Can Maven re-sign dependencies?

Question

I'm using maven-jarsigner-plugin to sign a shaded uber-jar of mine. I do need to distribute some dependencies in their own jars though, and want to take those jars from a Maven repo, clear them of any existing signatures, and sign them with my own certificate.

Are there any Maven plugins that do this, or would i involve some Ant plugin hackery?

Answer 1

Turns out maven-jarsigner-plugin can re-sign existing jars using it's removeExistingSignatures config element. So simple!

I use maven-dependency-plugin to copy artifacts into a .war project in the generate-resources phase, then sign them in the process-resources phase.

<plugin>
    <groupId>org.apache.maven.plugins</groupId>
    <artifactId>maven-dependency-plugin</artifactId>
    <version>2.8</version>
    <executions>
        <execution>
            <id>copy</id>
            <phase>generate-resources</phase>
            <goals>
                <goal>copy</goal>
            </goals>
            <configuration>
                <artifactItems>
                    <artifactItem>
                        <groupId>org.lwjgl.lwjgl</groupId>
                        <artifactId>lwjgl-platform</artifactId>
                        <version>2.9.0</version>
                        <classifier>natives-osx</classifier>
                        <type>jar</type>
                        <overWrite>true</overWrite>
                        <outputDirectory>src/main/webapp/</outputDirectory>
                        <destFileName>lwjgl-platform-natives-osx.jar</destFileName>
                    </artifactItem>   
                </artifactItems>        
                <outputDirectory>src/main/webapp</outputDirectory>
                <overWriteReleases>true</overWriteReleases>
                <overWriteSnapshots>true</overWriteSnapshots>
            </configuration>
        </execution>
    </executions>
</plugin>

<plugin>
    <groupId>org.apache.maven.plugins</groupId>
    <artifactId>maven-jarsigner-plugin</artifactId>
    <version>1.2</version>
    <executions>
        <execution>
            <id>sign</id>
            <phase>process-resources</phase>
        <goals>
            <goal>sign</goal>
            </goals>
    </execution>
    </executions>
    <configuration>
        <keystore>${basedir}/path/to/my.keystore</keystore>
        <alias>alias</alias>
        <storepass>password</storepass>
        <keypass>password</keypass>
        <verbose>true</verbose>
        <archiveDirectory>src/main/webapp/</archiveDirectory>
        <processMainArtifact>false</processMainArtifact>
        <removeExistingSignatures>true</removeExistingSignatures>
    </configuration>
</plugin>

Answer 2

I know it is not a really good answer, but I would try a solution in these steps:

• copy dependencies by maven-dependency-plugin
• antrun: <unzip> them, strip everything from /META-INF directory except MANIFEST.MF, <jar> again and sign them again by using <jarsign> ant task.

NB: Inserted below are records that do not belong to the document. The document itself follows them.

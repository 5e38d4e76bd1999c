#[macro_use]
mod fmt;
use fmt::ToSql;

mod delim;
use delim::{Comma, Delimited};

mod flavor;
use flavor::Flavor;

mod ident;
use ident::Ident;

mod params;
pub use params::{Params, Placeholder};

// Fragment serializers
mod expr;
mod statement;
mod value;

use quire_core::stmt;

/// Serialize a statement to a SQL string
#[derive(Debug, Clone, Copy)]
pub struct Serializer {
    /// The database flavor handles the differences between SQL dialects and
    /// supported features.
    flavor: Flavor,
}

struct Formatter<'a, T> {
    /// Handle to the serializer
    serializer: &'a Serializer,

    /// Where to write the serialized SQL
    dst: &'a mut String,

    /// Where to store parameters
    params: &'a mut T,

    /// Current subquery depth
    depth: usize,
}

impl Serializer {
    pub fn serialize(&self, stmt: &stmt::Select, params: &mut impl Params) -> String {
        let mut ret = String::new();

        let mut fmt = Formatter {
            serializer: self,
            dst: &mut ret,
            params,
            depth: 0,
        };

        stmt.to_sql(&mut fmt);

        ret.push(';');
        ret
    }

    fn is_sqlite(&self) -> bool {
        matches!(self.flavor, Flavor::Sqlite)
    }

    fn is_postgresql(&self) -> bool {
        matches!(self.flavor, Flavor::Postgresql)
    }

    fn is_mysql(&self) -> bool {
        matches!(self.flavor, Flavor::Mysql)
    }
}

The main problem I have found since I work with maven (quite recently I admit) is that it makes you go through its predefined pipeline, and this kind of things (which is more common than it seems) will make you need some ant hackery as you call it ;)

Answer 3

Never used it, but it seems the webstart-maven-plugin can unsign and sign jars.

http://mojo.codehaus.org/webstart/webstart-maven-plugin/unsign-mojo.html

Hope this help.

Answer 4

Using maven:

Create an empty maven jar module per jar that you want to resign, do a maven dependency:unpack of one of the jars, filtering the signature files and copying the files to src/main/java.

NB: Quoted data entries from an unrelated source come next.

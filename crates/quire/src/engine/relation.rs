use super::{filter, Scope};

use quire_core::{
    schema::{Collection, JoinKeys, Relation, RelationKind},
    stmt::{Expr, Join, Select, TableFactor, TableWithJoins},
    Error, Result,
};

use serde_json::{json, Value as Json};

/// How a quantifier uses the existence subquery.
#[derive(Debug, Clone, Copy, PartialEq, Eq)]
enum Quantifier {
    /// `EXISTS (... AND filter)`
    Some,

    /// `NOT EXISTS (... AND filter)`
    None,

    /// `NOT EXISTS (... AND NOT filter)`
    Every,
}

/// Compiles a filter on a relation into an existence subquery.
///
/// Relations with an incomplete join configuration compile to no condition.
pub(crate) fn compile(scope: &Scope<'_>, relation: &Relation, value: &Json) -> Result<Option<Expr>> {
    let collection = scope.collection;

    if !relation.is_complete() {
        tracing::warn!(
            collection = %collection.name,
            relation = %relation.name,
            "ignoring filter on relation with incomplete join configuration"
        );
        return Ok(None);
    }

    let target = relation.target(scope.cx.schema());
    let child = scope.child(target, "relation filter")?;

    let terms = match value {
        // `{author: null}` means `is: null`, `{posts: null}` means `none: null`
        Json::Null if relation.is_to_one() => vec![(Quantifier::Some, &Json::Null)],
        Json::Null => vec![(Quantifier::None, &Json::Null)],
        Json::Object(map) if filter::is_quantifier_map(value) => map
            .iter()
            .map(|(key, inner)| Ok((quantifier(collection, relation, key)?, inner)))
            .collect::<Result<Vec<_>>>()?,
        Json::Object(_) => vec![(Quantifier::Some, value)],
        _ => {
            return Err(Error::invalid_filter(format!(
                "filter on relation `{}.{}` must be an object or null",
                collection.name, relation.name
            )))
        }
    };

    let mut operands = vec![];

    for (quantifier, inner) in terms {
        operands.extend(compile_quantifier(scope, &child, relation, quantifier, inner)?);
    }

    Ok(Expr::and_all(operands))
}

fn quantifier(collection: &Collection, relation: &Relation, key: &str) -> Result<Quantifier> {
    let to_one = relation.is_to_one();

    match key {
        "is" if to_one => Ok(Quantifier::Some),
        "isNot" if to_one => Ok(Quantifier::None),
        "some" if !to_one => Ok(Quantifier::Some),
        "none" if !to_one => Ok(Quantifier::None),
        "every" if !to_one => Ok(Quantifier::Every),
        _ => Err(Error::invalid_filter(format!(
            "quantifier `{key}` does not apply to {} relation `{}.{}`",
            if to_one { "to-one" } else { "to-many" },
            collection.name,
            relation.name
        ))),
    }
}

fn compile_quantifier(
    scope: &Scope<'_>,
    child: &Scope<'_>,
    relation: &Relation,
    quantifier: Quantifier,
    inner: &Json,
) -> Result<Option<Expr>> {
    // `is: null` and `isNot: null` test for the related record itself
    let (quantifier, inner) = match (quantifier, inner) {
        (Quantifier::Some, Json::Null) if relation.is_to_one() => (Quantifier::None, None),
        (Quantifier::None, Json::Null) if relation.is_to_one() => (Quantifier::Some, None),
        (_, Json::Null) => (quantifier, None),
        (_, inner) => (quantifier, Some(inner)),
    };

    let nested = match (quantifier, inner) {
        (Quantifier::Every, None) => return Ok(None),
        (Quantifier::Every, Some(inner)) => {
            // Every related row matches: no related row fails the filter
            match filter::compile(child, &json!({ "NOT": inner }))? {
                Some(negated) => Some(negated),
                None => return Ok(None),
            }
        }
        (_, Some(inner)) => filter::compile(child, inner)?,
        (_, None) => None,
    };

    let mut subquery = subquery(scope, child, relation);
    subquery.add_filter(nested);

    if child.translations_used() {
        subquery.source.joins.extend(child.translation_joins());
    }

    Ok(Some(match quantifier {
        Quantifier::Some => Expr::exists(subquery),
        Quantifier::None | Quantifier::Every => Expr::not_exists(subquery),
    }))
}

/// `SELECT 1` over the related rows of the parent row, excluding soft-deleted
/// rows.
fn subquery(parent: &Scope<'_>, child: &Scope<'_>, relation: &Relation) -> Select {
    let target = child.collection;

    let mut select = match &relation.kind {
        RelationKind::ToOne(to_one) => {
            Select::new(child.table(), key_condition(parent, child, &to_one.keys))
        }
        RelationKind::ToMany(to_many) => {
            Select::new(child.table(), key_condition(parent, child, &to_many.keys))
        }
        RelationKind::ManyToMany(m2m) => {
            let junction = parent.cx.schema().collection(m2m.through);
            let junction_alias = child.junction_alias();

            let on = Expr::eq(
                child.column(target.primary_key_column()),
                Expr::column(&junction_alias, &m2m.target_key),
            );

            let source = TableWithJoins {
                table: TableFactor::new(&junction.table, &junction_alias),
                joins: vec![Join::inner(child.table(), on)],
            };

            let mut select = Select::new(
                source,
                Expr::eq(
                    Expr::column(&junction_alias, &m2m.source_key),
                    parent.column(parent.collection.primary_key_column()),
                ),
            );

            if let Some(deleted_at) = junction.soft_delete_column() {
                select.add_filter(Expr::is_null(Expr::column(&junction_alias, deleted_at)));
            }

            select
        }
    };

    if let Some(discriminator) = relation.discriminator() {
        select.add_filter(Expr::eq(
            child.column(&discriminator.column),
            discriminator.value.clone(),
        ));
    }

    if let Some(deleted_at) = target.soft_delete_column() {
        select.add_filter(Expr::is_null(child.column(deleted_at)));
    }

    select
}

/// `child.target[i] = parent.source[i]` for every key pair.
fn key_condition(parent: &Scope<'_>, child: &Scope<'_>, keys: &JoinKeys) -> Expr {
    Expr::and_from_vec(
        keys.pairs()
            .map(|(source, target)| Expr::eq(child.column(target), parent.column(source)))
            .collect(),
    )
}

Then sign the jar with maven-jarsigned-plugin, the result will be a jar containing the same classes.

An alternative non-maven based:

The above way does not scale well, it would probably be simpler to create a script that follows these steps.

The simplest way to do it would be:

Instead of resigning the jars, consider registering the public key of the signer in your maven repository, meaning you trust the person that created these jars and accept any jars coming from them.

The truth is you already trust them since you are using their code and resigning it, so it would be simpler to configure the repository to accept their signature, in the same way that the repository was already configured by someone to accept your signature.

The repository is linked to a key store containing the public keys of the accepted jar signers, it would be a matter of asking the team that handles the repository to add one more key to their list of trusted signers, they would know how to do that for sure.